Dans le canton de Vaud, le marché de la cocaïne est un marché primaire et de proximité, à la différence du marché de l’héroïne qui est un marché secondaire puisque ses usagers achètent souvent leur drogue dans un autre canton (Genève). Le marché de la cocaïne est aussi multiforme et multiethnique. Les Nigérians constituent le groupe le plus important dans le trafic de cette substance, notamment parce qu’ils sont présents à tous les échelons du marché depuis l’exportation d’Amérique du Sud jusqu’à la vente de rue aux consommateurs en Suisse. Il y a toutefois aussi des ressortissants d’autres pays d’Afrique de l’Ouest, d’Amérique du Sud ou d’Europe qui participent à ce marché selon différentes modalités.
Question 8 : Combien gagne-t-on sur ce marché ?
Le marché de la cocaïne semble être un marché relativement lucratif avec des revenus annuels globaux estimés entre 28 et 39 millions de francs pour le canton de Vaud. Il y a toutefois de grandes variations dans les revenus des acteurs du marché en fonction de leur position. On devra ainsi distinguer des semi-grossistes (importateurs), dont certains sont aussi vendeurs, qui peuvent gagner jusqu’à plusieurs centaines de milliers de francs par an, et les vendeurs. Parmi ces derniers, il faut notamment distinguer ceux qui s’adressent à une clientèle privée et ceux qui vendent dans la rue, parmi lesquels certains n’obtiennent qu’un revenu de subsistance.
Question 9 : Où et comment achète-t-on de la cocaïne ?
Dans le canton de Vaud, la vente de cocaïne aux consommateurs prend différentes formes : dans la rue, au téléphone, dans des lieux privés, entre amis, etc. Les consommateurs peu insérés socialement se fournissent principalement dans la rue, où de plus petites quantités sont vendues.
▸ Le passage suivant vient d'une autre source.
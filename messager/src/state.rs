//! State definitions for the messager contract.

use cosmwasm_schema::cw_serde;
use cosmwasm_std::{Addr, Binary, Coin, Uint128};
use cw_storage_plus::{Item, Map};

use crate::transport::Transport;

#[cw_serde]
pub struct Config {
    pub owner: Addr,
    /// Domain id of this messager
    pub this_chain_id: u64,
    /// Delivery layer allowed to hand inbound messages to this messager
    pub endpoint: Addr,
    pub transport: Transport,
    /// Denom in which transport fees are paid
    pub fee_denom: String,
}

/// A queued outbound message, waiting for the delivery layer to pick it up.
#[cw_serde]
pub struct OutboundMessage {
    pub nonce: u64,
    pub remote_chain_id: u64,
    pub from_app: Addr,
    pub to_messager: String,
    pub to_app: String,
    pub message: Binary,
    pub fee: Coin,
    pub sent_at: u64,
}

pub const CONTRACT_NAME: &str = "crates.io:messager";
pub const CONTRACT_VERSION: &str = env!("CARGO_PKG_VERSION");

pub const CONFIG: Item<Config> = Item::new("config");

/// Applications allowed to send through this messager
pub const WHITELIST: Map<&Addr, bool> = Map::new("whitelist");

/// Remote chain id -> messager on that chain
pub const REMOTE_MESSAGERS: Map<u64, String> = Map::new("remote_messagers");

/// (local app, remote chain id) -> trusted application on that chain
pub const REMOTE_APPS: Map<(&Addr, u64), String> = Map::new("remote_apps");

pub const OUTBOX: Map<u64, OutboundMessage> = Map::new("outbox");

pub const NEXT_NONCE: Item<u64> = Item::new("next_nonce");

/// (source chain id, nonce) -> block height of delivery
pub const DELIVERED: Map<(u64, u64), u64> = Map::new("delivered");

/// Transport fees held by the messager, withdrawable by the owner
pub const COLLECTED_FEES: Item<Uint128> = Item::new("collected_fees");
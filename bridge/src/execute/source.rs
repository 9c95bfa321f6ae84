//! Source side handlers: lock, and the inbound settlement calls that release
//! escrow to the provider (withdraw) or to a slasher (slash).

use std::collections::BTreeMap;

use common::AssetInfo;
use cosmwasm_std::{
    from_json, Addr, Binary, CosmosMsg, DepsMut, Env, Event, MessageInfo, Response, Uint128,
};
use cw20::Cw20ReceiveMsg;

use crate::error::ContractError;
use crate::fee_manager::quote_fee;
use crate::hash::{bytes32_to_hex, compute_provider_key, compute_transfer_id, parse_bytes32};
use crate::msg::{LockParams, ReceiveMsg, RemoteCall};
use crate::state::{
    LockRecord, LockStatus, CONFIG, LOCKS, MAX_TIMESTAMP_DRIFT, MESSAGERS, PROVIDERS, TOKENS,
};

// ============================================================================
// Lock
// ============================================================================

/// Lock native tokens: `amount + total_fee` of the source denom must be attached.
pub fn execute_lock_native(
    deps: DepsMut,
    env: Env,
    info: MessageInfo,
    params: LockParams,
) -> Result<Response, ContractError> {
    let paid = match info.funds.as_slice() {
        [coin] if coin.denom == params.source_token => coin.amount,
        _ => {
            return Err(ContractError::InvalidFunds {
                expected: params.source_token.clone(),
                got: info
                    .funds
                    .iter()
                    .map(|c| c.to_string())
                    .collect::<Vec<_>>()
                    .join(","),
            })
        }
    };
    lock(deps, env, info.sender, params, paid, true)
}

/// CW20 receive hook. `info.sender` is the token contract.
pub fn execute_receive(
    deps: DepsMut,
    env: Env,
    info: MessageInfo,
    wrapper: Cw20ReceiveMsg,
) -> Result<Response, ContractError> {
    let sender = deps.api.addr_validate(&wrapper.sender)?;
    match from_json::<ReceiveMsg>(&wrapper.msg)? {
        ReceiveMsg::Lock { params } => {
            execute_lock_cw20(deps, env, info.sender, sender, wrapper.amount, params)
        }
        ReceiveMsg::DepositPenaltyReserve {
            remote_chain_id,
            target_token,
        } => super::provider::execute_deposit_penalty_reserve_cw20(
            deps,
            info.sender,
            sender,
            wrapper.amount,
            remote_chain_id,
            target_token,
        ),
    }
}

/// Lock CW20 tokens received through the CW20 `Send` hook.
pub fn execute_lock_cw20(
    deps: DepsMut,
    env: Env,
    token: Addr,
    sender: Addr,
    amount: Uint128,
    params: LockParams,
) -> Result<Response, ContractError> {
    if token.as_str() != params.source_token {
        return Err(ContractError::TokenMismatch {
            token: token.to_string(),
        });
    }
    lock(deps, env, sender, params, amount, false)
}

/// Escrow a transfer and advance the provider's chain head.
fn lock(
    deps: DepsMut,
    env: Env,
    sender: Addr,
    params: LockParams,
    paid: Uint128,
    paid_native: bool,
) -> Result<Response, ContractError> {
    let config = CONFIG.load(deps.storage)?;
    if config.paused {
        return Err(ContractError::BridgePaused);
    }

    if params.amount.is_zero() {
        return Err(ContractError::InvalidAmount {
            reason: "Amount must be greater than zero".to_string(),
        });
    }

    let now = env.block.time.seconds();
    if params.timestamp.abs_diff(now) > MAX_TIMESTAMP_DRIFT {
        return Err(ContractError::InvalidTimestamp {
            timestamp: params.timestamp,
            now,
        });
    }

    let token = TOKENS
        .may_load(
            deps.storage,
            (
                params.remote_chain_id,
                &params.source_token,
                &params.target_token,
            ),
        )?
        .ok_or(ContractError::TokenNotRegistered {
            chain_id: params.remote_chain_id,
            local_token: params.source_token.clone(),
            remote_token: params.target_token.clone(),
        })?;
    if token.local_token.is_native() != paid_native {
        return Err(ContractError::TokenMismatch {
            token: params.source_token.clone(),
        });
    }

    let provider_key = compute_provider_key(
        params.remote_chain_id,
        &params.provider,
        &params.source_token,
        &params.target_token,
    );
    let mut provider = PROVIDERS
        .may_load(deps.storage, &provider_key)?
        .ok_or(ContractError::ProviderNotRegistered)?;

    if provider.config.paused {
        return Err(ContractError::ProviderPaused);
    }

    if params.amount > provider.config.transfer_limit {
        return Err(ContractError::TransferLimitExceeded {
            limit: provider.config.transfer_limit,
            requested: params.amount,
        });
    }

    let snapshot = parse_bytes32(&params.snapshot)?;
    if snapshot != provider.head_transfer_id {
        return Err(ContractError::StaleSnapshot {
            head: bytes32_to_hex(&provider.head_transfer_id),
            got: bytes32_to_hex(&snapshot),
        });
    }

    let quote = quote_fee(&provider.config, &token, params.amount)?;
    if params.total_fee != quote.total_fee {
        return Err(ContractError::FeeMismatch {
            expected: quote.total_fee,
            got: params.total_fee,
        });
    }

    let required = params.amount.checked_add(quote.total_fee)?;
    if paid != required {
        return Err(ContractError::InvalidFunds {
            expected: format!("{}{}", required, params.source_token),
            got: format!("{}{}", paid, params.source_token),
        });
    }

    if provider.penalty_reserve < quote.penalty {
        return Err(ContractError::InsufficientPenaltyReserve {
            required: quote.penalty,
            available: provider.penalty_reserve,
        });
    }

    let transfer_id = compute_transfer_id(
        config.this_chain_id,
        params.remote_chain_id,
        &snapshot,
        &params.provider,
        &params.source_token,
        &params.target_token,
        &params.receiver,
        params.amount.u128(),
        params.timestamp,
    );

    provider.penalty_reserve -= quote.penalty;
    provider.head_transfer_id = transfer_id;
    PROVIDERS.save(deps.storage, &provider_key, &provider)?;

    let amount_with_fee_and_penalty = params
        .amount
        .checked_add(quote.provider_fee)?
        .checked_add(quote.penalty)?;
    LOCKS.save(
        deps.storage,
        &transfer_id,
        &LockRecord {
            provider: provider.provider.clone(),
            remote_chain_id: params.remote_chain_id,
            source_token: params.source_token.clone(),
            target_token: params.target_token.clone(),
            amount_with_fee_and_penalty,
            penalty: quote.penalty,
            timestamp: params.timestamp,
            status: LockStatus::Locked,
        },
    )?;

    let mut messages: Vec<CosmosMsg> = vec![];
    if !quote.protocol_fee.is_zero() {
        messages.push(
            token
                .local_token
                .transfer_msg(config.fee_collector.as_str(), quote.protocol_fee)?,
        );
    }

    let event = Event::new("lnbridge_transfer_locked")
        .add_attribute("transfer_id", bytes32_to_hex(&transfer_id))
        .add_attribute("source_chain_id", config.this_chain_id.to_string())
        .add_attribute("target_chain_id", params.remote_chain_id.to_string())
        .add_attribute("previous_transfer_id", bytes32_to_hex(&snapshot))
        .add_attribute("provider", params.provider.clone())
        .add_attribute("source_token", params.source_token.clone())
        .add_attribute("target_token", params.target_token.clone())
        .add_attribute("receiver", params.receiver.clone())
        .add_attribute("amount", params.amount.to_string())
        .add_attribute("timestamp", params.timestamp.to_string())
        .add_attribute("fee", quote.total_fee.to_string())
        .add_attribute("penalty", quote.penalty.to_string());

    Ok(Response::new()
        .add_messages(messages)
        .add_event(event)
        .add_attribute("action", "lock")
        .add_attribute("sender", sender)
        .add_attribute("transfer_id", bytes32_to_hex(&transfer_id)))
}

// ============================================================================
// Inbound Settlement
// ============================================================================

/// Entry point for messages delivered by the remote domain's messager.
pub fn execute_receive_message(
    deps: DepsMut,
    env: Env,
    info: MessageInfo,
    src_chain_id: u64,
    remote_app: String,
    message: Binary,
) -> Result<Response, ContractError> {
    let route = MESSAGERS
        .may_load(deps.storage, src_chain_id)?
        .ok_or(ContractError::MessagerNotConfigured {
            chain_id: src_chain_id,
        })?;
    if info.sender != route.receive_service {
        return Err(ContractError::UnauthorizedMessager {
            chain_id: src_chain_id,
        });
    }

    let response = match from_json::<RemoteCall>(&message)? {
        RemoteCall::WithdrawLiquidity {
            transfer_ids,
            provider,
        } => settle_withdraw(deps, src_chain_id, transfer_ids, provider)?,
        RemoteCall::Slash {
            transfer_id,
            slasher,
        } => settle_slash(deps, src_chain_id, transfer_id, slasher)?,
    };

    Ok(response
        .add_attribute("src_chain_id", src_chain_id.to_string())
        .add_attribute("remote_app", remote_app)
        .add_attribute("block_time", env.block.time.seconds().to_string()))
}

/// Release escrow of relayed transfers to their provider.
///
/// Entries that are not `Locked`, belong to another provider, target another
/// domain, or cannot be parsed are skipped: the batch pays out what is
/// provably owed and ignores the rest.
fn settle_withdraw(
    deps: DepsMut,
    src_chain_id: u64,
    transfer_ids: Vec<Binary>,
    provider: String,
) -> Result<Response, ContractError> {
    let provider_addr = deps.api.addr_validate(&provider)?;

    // token id -> (asset, amount)
    let mut payouts: BTreeMap<String, (AssetInfo, Uint128)> = BTreeMap::new();
    let mut withdrawn: Vec<String> = vec![];
    let mut skipped: Vec<String> = vec![];

    for raw_id in &transfer_ids {
        let Ok(transfer_id) = parse_bytes32(raw_id) else {
            skipped.push(format!("0x{}", hex::encode(raw_id.as_slice())));
            continue;
        };
        let hex_id = bytes32_to_hex(&transfer_id);

        let lock = match LOCKS.may_load(deps.storage, &transfer_id)? {
            Some(lock)
                if lock.status == LockStatus::Locked
                    && lock.provider == provider_addr
                    && lock.remote_chain_id == src_chain_id =>
            {
                lock
            }
            _ => {
                skipped.push(hex_id);
                continue;
            }
        };

        let token = TOKENS.load(
            deps.storage,
            (lock.remote_chain_id, &lock.source_token, &lock.target_token),
        )?;

        // The penalty goes back to the provider's reserve, the rest is paid out
        let provider_key = compute_provider_key(
            lock.remote_chain_id,
            lock.provider.as_str(),
            &lock.source_token,
            &lock.target_token,
        );
        PROVIDERS.update(deps.storage, &provider_key, |p| -> Result<_, ContractError> {
            let mut p = p.ok_or(ContractError::ProviderNotRegistered)?;
            p.penalty_reserve = p.penalty_reserve.checked_add(lock.penalty)?;
            Ok(p)
        })?;

        let amount = lock.amount_with_fee_and_penalty.checked_sub(lock.penalty)?;
        let entry = payouts
            .entry(lock.source_token.clone())
            .or_insert((token.local_token.clone(), Uint128::zero()));
        entry.1 = entry.1.checked_add(amount)?;

        LOCKS.save(
            deps.storage,
            &transfer_id,
            &LockRecord {
                status: LockStatus::Withdrawn,
                ..lock
            },
        )?;
        withdrawn.push(hex_id);
    }

    let mut messages: Vec<CosmosMsg> = vec![];
    let mut event = Event::new("lnbridge_liquidity_withdrawn")
        .add_attribute("provider", provider_addr.to_string());
    if !withdrawn.is_empty() {
        event = event.add_attribute("withdrawn", withdrawn.join(","));
    }
    if !skipped.is_empty() {
        event = event.add_attribute("skipped", skipped.join(","));
    }
    for (token_id, (asset, amount)) in payouts {
        if amount.is_zero() {
            continue;
        }
        messages.push(asset.transfer_msg(provider_addr.as_str(), amount)?);
        event = event.add_attribute(format!("amount_{}", token_id), amount.to_string());
    }

    Ok(Response::new()
        .add_messages(messages)
        .add_event(event)
        .add_attribute("action", "withdraw_liquidity")
        .add_attribute("withdrawn_count", withdrawn.len().to_string())
        .add_attribute("skipped_count", skipped.len().to_string()))
}

/// Release the whole escrow of a slashed transfer to the slasher.
///
/// Replays of an already applied slash (or slashes of transfers that are no
/// longer `Locked`) are ignored so that retried messages stay harmless.
fn settle_slash(
    deps: DepsMut,
    src_chain_id: u64,
    transfer_id: Binary,
    slasher: String,
) -> Result<Response, ContractError> {
    let transfer_id = parse_bytes32(&transfer_id)?;
    let hex_id = bytes32_to_hex(&transfer_id);

    let lock = match LOCKS.may_load(deps.storage, &transfer_id)? {
        Some(lock) if lock.status == LockStatus::Locked && lock.remote_chain_id == src_chain_id => {
            lock
        }
        _ => {
            return Ok(Response::new()
                .add_attribute("action", "slash_ignored")
                .add_attribute("transfer_id", hex_id))
        }
    };

    let slasher_addr = deps.api.addr_validate(&slasher)?;
    let token = TOKENS.load(
        deps.storage,
        (lock.remote_chain_id, &lock.source_token, &lock.target_token),
    )?;
    let payout = token
        .local_token
        .transfer_msg(slasher_addr.as_str(), lock.amount_with_fee_and_penalty)?;

    let event = Event::new("lnbridge_slash_settled")
        .add_attribute("transfer_id", hex_id.clone())
        .add_attribute("provider", lock.provider.to_string())
        .add_attribute("slasher", slasher_addr.to_string())
        .add_attribute("amount", lock.amount_with_fee_and_penalty.to_string());

    LOCKS.save(
        deps.storage,
        &transfer_id,
        &LockRecord {
            status: LockStatus::Slashed,
            ..lock
        },
    )?;

    Ok(Response::new()
        .add_message(payout)
        .add_event(event)
        .add_attribute("action", "slash")
        .add_attribute("transfer_id", hex_id))
}
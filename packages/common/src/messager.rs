//! Wire interface between applications and messager contracts.
//!
//! An application (the bridge) sends `MessagerExecuteMsg::SendMessage` to its
//! local messager. On the remote domain the messager delivers the payload by
//! calling the receiving application with `ReceiverExecuteMsg::ReceiveMessage`.

use cosmwasm_schema::cw_serde;
use cosmwasm_std::{from_json, to_json_binary, Binary, StdResult};

/// Execute message understood by every messager.
#[cw_serde]
pub enum MessagerExecuteMsg {
    /// Queue `message` for delivery to the trusted remote application on
    /// `remote_chain_id`. Transport fees are attached as funds.
    SendMessage {
        remote_chain_id: u64,
        message: Binary,
        extra: Option<Binary>,
    },
}

/// Execute message every receiving application must accept.
#[cw_serde]
pub enum ReceiverExecuteMsg {
    ReceiveMessage {
        src_chain_id: u64,
        remote_app: String,
        message: Binary,
    },
}

/// Transport parameters attached to a send, encoded as JSON in `extra`.
#[cw_serde]
#[derive(Default)]
pub struct MessageExtra {
    /// Execution gas requested on the remote domain
    pub gas_limit: Option<u64>,
    /// Address receiving any fee overpayment
    pub refund_address: Option<String>,
}

impl MessageExtra {
    pub fn encode(&self) -> StdResult<Binary> {
        to_json_binary(self)
    }

    /// Decode `extra`, treating a missing value as empty parameters.
    pub fn decode(extra: Option<&Binary>) -> StdResult<Self> {
        match extra {
            Some(bytes) if !bytes.is_empty() => from_json(bytes),
            _ => Ok(Self::default()),
        }
    }
}
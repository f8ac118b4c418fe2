//! Structural checks on a single graph: longest paths, connectivity,
//! cyclicity and crossing-free ("planar") token order.

use std::collections::VecDeque;

use serde::Serialize;

use crate::ir::{GraphDocument, NodeId, Span};
use crate::layout::ranking::{Adjacency, descendant_counts};
use crate::layout::{LayoutError, Result};

/// Longest paths, source first.
///
/// Directed: every maximal-length directed path, one per end node; fails on
/// a directed cycle. Undirected: the longest shortest paths between any two
/// nodes, with reversed duplicates removed.
pub fn longest_paths(graph: &GraphDocument, directed: bool) -> Result<Vec<Vec<NodeId>>> {
    let adjacency = Adjacency::build(graph)?;
    if adjacency.edges.is_empty() {
        return Ok(Vec::new());
    }
    let paths = if directed {
        directed_longest(&adjacency)?
    } else {
        undirected_longest(&adjacency)
    };
    Ok(paths
        .into_iter()
        .map(|path| path.into_iter().map(|idx| adjacency.ids[idx].clone()).collect())
        .collect())
}

fn directed_longest(adjacency: &Adjacency) -> Result<Vec<Vec<usize>>> {
    let order = topological_order(adjacency)?;
    let node_count = adjacency.len();
    let mut dist = vec![0usize; node_count];
    let mut prev: Vec<Option<usize>> = vec![None; node_count];
    for &node in &order {
        for &child in &adjacency.children[node] {
            if dist[node] + 1 > dist[child] {
                dist[child] = dist[node] + 1;
                prev[child] = Some(node);
            }
        }
    }

    let longest = dist.iter().copied().max().unwrap_or(0);
    if longest == 0 {
        return Ok(Vec::new());
    }
    Ok((0..node_count)
        .filter(|&node| dist[node] == longest)
        .map(|end| trace_back(end, &prev))
        .collect())
}

/// Kahn's algorithm; the first node left over names the cycle.
fn topological_order(adjacency: &Adjacency) -> Result<Vec<usize>> {
    let node_count = adjacency.len();
    let mut indegree: Vec<usize> = adjacency.parents.iter().map(Vec::len).collect();
    let mut ready: VecDeque<usize> = (0..node_count).filter(|&n| indegree[n] == 0).collect();
    let mut order = Vec::with_capacity(node_count);
    while let Some(node) = ready.pop_front() {
        order.push(node);
        for &child in &adjacency.children[node] {
            indegree[child] -= 1;
            if indegree[child] == 0 {
                ready.push_back(child);
            }
        }
    }
    if order.len() < node_count {
        let stuck = (0..node_count).find(|&n| indegree[n] > 0).unwrap_or(0);
        return Err(LayoutError::CyclicGraph {
            node: adjacency.ids[stuck].clone(),
        });
    }
    Ok(order)
}

fn undirected_longest(adjacency: &Adjacency) -> Vec<Vec<usize>> {
    let mut best = 0usize;
    let mut paths: Vec<Vec<usize>> = Vec::new();
    for start in 0..adjacency.len() {
        let (dist, prev) = breadth_first(adjacency, start);
        let farthest = dist.iter().filter_map(|d| *d).max().unwrap_or(0);
        if farthest == 0 || farthest < best {
            continue;
        }
        if farthest > best {
            best = farthest;
            paths.clear();
        }
        for end in 0..adjacency.len() {
            if dist[end] != Some(farthest) {
                continue;
            }
            let path = trace_back(end, &prev);
            let mut reversed = path.clone();
            reversed.reverse();
            if !paths.contains(&path) && !paths.contains(&reversed) {
                paths.push(path);
            }
        }
    }
    paths
}

fn breadth_first(adjacency: &Adjacency, start: usize) -> (Vec<Option<usize>>, Vec<Option<usize>>) {
    let mut dist: Vec<Option<usize>> = vec![None; adjacency.len()];
    let mut prev: Vec<Option<usize>> = vec![None; adjacency.len()];
    let mut queue = VecDeque::from([start]);
    dist[start] = Some(0);
    while let Some(node) = queue.pop_front() {
        let next = dist[node].unwrap_or(0) + 1;
        for neighbour in adjacency.undirected_neighbours(node) {
            if dist[neighbour].is_none() {
                dist[neighbour] = Some(next);
                prev[neighbour] = Some(node);
                queue.push_back(neighbour);
            }
        }
    }
    (dist, prev)
}

fn trace_back(end: usize, prev: &[Option<usize>]) -> Vec<usize> {
    let mut path = vec![end];
    let mut cursor = end;
    while let Some(before) = prev[cursor] {
        path.push(before);
        cursor = before;
    }
    path.reverse();
    path
}

/// Weak connectivity. Graphs with at most one node are connected.
pub fn is_connected(graph: &GraphDocument) -> Result<bool> {
    let adjacency = Adjacency::build(graph)?;
    if adjacency.len() <= 1 {
        return Ok(true);
    }
    let (dist, _) = breadth_first(&adjacency, 0);
    Ok(dist.iter().all(Option::is_some))
}

/// Directed: any directed cycle. Undirected: self-loops count, parallel
/// edges between the same two nodes do not.
pub fn is_cyclic(graph: &GraphDocument, directed: bool) -> Result<bool> {
    let adjacency = Adjacency::build(graph)?;
    if directed {
        return match descendant_counts(&adjacency, true) {
            Ok(_) => Ok(false),
            Err(LayoutError::CyclicGraph { .. }) => Ok(true),
            Err(err) => Err(err),
        };
    }

    let mut pairs: Vec<(usize, usize)> = Vec::new();
    for &(source, target) in &adjacency.edges {
        if source == target {
            return Ok(true);
        }
        let pair = (source.min(target), source.max(target));
        if !pairs.contains(&pair) {
            pairs.push(pair);
        }
    }

    let mut root: Vec<usize> = (0..adjacency.len()).collect();
    fn find(root: &mut [usize], mut node: usize) -> usize {
        while root[node] != node {
            root[node] = root[root[node]];
            node = root[node];
        }
        node
    }
    for (a, b) in pairs {
        let (ra, rb) = (find(&mut root, a), find(&mut root, b));
        if ra == rb {
            return Ok(true);
        }
        root[ra] = rb;
    }
    Ok(false)
}

/// True when no two edges cross once every node sits on the token line at
/// its first anchor. Edges touching unanchored nodes are ignored.
pub fn is_planar(graph: &GraphDocument) -> Result<bool> {
    let adjacency = Adjacency::build(graph)?;
    let position: Vec<Option<usize>> = graph
        .nodes
        .iter()
        .map(|node| node.first_anchor().map(|span| span.from))
        .collect();
    let arcs: Vec<(usize, usize)> = adjacency
        .edges
        .iter()
        .filter_map(|&(s, t)| match (position[s], position[t]) {
            (Some(a), Some(b)) => Some((a.min(b), a.max(b))),
            _ => None,
        })
        .collect();
    let crossing = arcs.iter().any(|&(lo, hi)| {
        arcs.iter()
            .any(|&(other_lo, other_hi)| lo < other_lo && other_lo < hi && hi < other_hi)
    });
    Ok(!crossing)
}

/// Indices of edges whose source or target is not a node of the graph.
pub fn dangling_edges(graph: &GraphDocument) -> Vec<usize> {
    graph
        .edges
        .iter()
        .enumerate()
        .filter(|(_, edge)| graph.node(&edge.source).is_none() || graph.node(&edge.target).is_none())
        .map(|(idx, _)| idx)
        .collect()
}

/// Surface text of the tokens inside `span`.
pub fn token_span_text(graph: &GraphDocument, span: Span) -> String {
    let mut tokens: Vec<_> = graph
        .tokens
        .iter()
        .filter(|token| token.index >= span.from && token.index < span.end)
        .collect();
    tokens.sort_by_key(|token| token.index);
    tokens
        .iter()
        .map(|token| token.form.as_str())
        .collect::<Vec<_>>()
        .join(" ")
}

#[derive(Debug, Clone, PartialEq, Serialize)]
#[serde(rename_all = "camelCase")]
pub struct GraphReport {
    pub id: Option<String>,
    pub nodes: usize,
    pub edges: usize,
    pub tokens: usize,
    pub connected: bool,
    pub directed_cyclic: bool,
    pub undirected_cyclic: bool,
    pub planar: bool,
    /// Edge count of the longest directed path; absent for cyclic graphs.
    pub longest_path_length: Option<usize>,
    pub longest_paths: Vec<Vec<NodeId>>,
}

pub fn analyze(graph: &GraphDocument) -> Result<GraphReport> {
    let directed_cyclic = is_cyclic(graph, true)?;
    let longest_paths = if directed_cyclic {
        Vec::new()
    } else {
        longest_paths(graph, true)?
    };
    let longest_path_length = if directed_cyclic {
        None
    } else {
        Some(longest_paths.first().map_or(0, |path| path.len().saturating_sub(1)))
    };
    Ok(GraphReport {
        id: graph.id.clone(),
        nodes: graph.nodes.len(),
        edges: graph.edges.len(),
        tokens: graph.tokens.len(),
        connected: is_connected(graph)?,
        directed_cyclic,
        undirected_cyclic: is_cyclic(graph, false)?,
        planar: is_planar(graph)?,
        longest_path_length,
        longest_paths,
    })
}
use semgraph_layout::{LayoutConfig, LayoutMode, layout_json};
use serde::Deserialize;
use wasm_bindgen::prelude::*;

#[derive(Debug, Default, Deserialize)]
#[serde(rename_all = "camelCase")]
struct GraphLayoutOptions {
    mode: Option<LayoutMode>,
    node_width: Option<f32>,
    node_height: Option<f32>,
    inter_level_spacing: Option<f32>,
    intra_level_spacing: Option<f32>,
    token_level_spacing: Option<f32>,
}

fn build_layout_config(options: &GraphLayoutOptions) -> LayoutConfig {
    let mut config = LayoutConfig::default();
    if let Some(value) = options.node_width {
        config.node_width = value;
    }
    if let Some(value) = options.node_height {
        config.node_height = value;
    }
    if let Some(value) = options.inter_level_spacing {
        config.inter_level_spacing = value;
    }
    if let Some(value) = options.intra_level_spacing {
        config.intra_level_spacing = value;
    }
    if let Some(value) = options.token_level_spacing {
        config.token_level_spacing = value;
    }
    config
}

fn layout_with_options(json: &str, options: GraphLayoutOptions) -> Result<String, String> {
    let config = build_layout_config(&options);
    layout_json(json, options.mode.unwrap_or_default(), &config).map_err(|error| format!("{error:#}"))
}

#[wasm_bindgen]
pub fn layout_graph(json: &str, options_json: Option<String>) -> Result<String, JsValue> {
    let options = if let Some(raw_options) = options_json {
        serde_json::from_str::<GraphLayoutOptions>(&raw_options)
            .map_err(|error| JsValue::from_str(&error.to_string()))?
    } else {
        GraphLayoutOptions::default()
    };

    layout_with_options(json, options).map_err(|error| JsValue::from_str(&error))
}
Les consommateurs insérés privilégient selon le moment la commande par téléphone ou le recours à des réseaux de connaissances, mais aussi parfois la rue pour dépanner.
La revente entre usagers n’est pas une pratique courante, mais il existe des formes de revente entre amis qui s’apparentent parfois à ce que l’on nomme de l’approvisionnement social (social supply). Cette pratique n’a généralement pas une visée de gain financier, mais permet au consommateur revendeur surtout de financer sa propre consommation.
Le marché de la cocaïne, bien qu’il ne concerne qu’une seule substance, est un marché complexe qui comprend une multitude de profils d’acheteurs, de trafiquants et de vendeurs. L’étude a contribué à lever le voile sur différentes caractéristiques jusqu’ici peu (ou pas) connues et a donné une image plus nuancée et circonstanciée de ce marché. Les deux premiers volets de MARSTUP montrent en outre qu’il est difficile de parler « du » marché des stupéfiants puisque les caractéristiques varient fortement selon les substances et même à l’intérieur des marchés de chacune d’entre elles.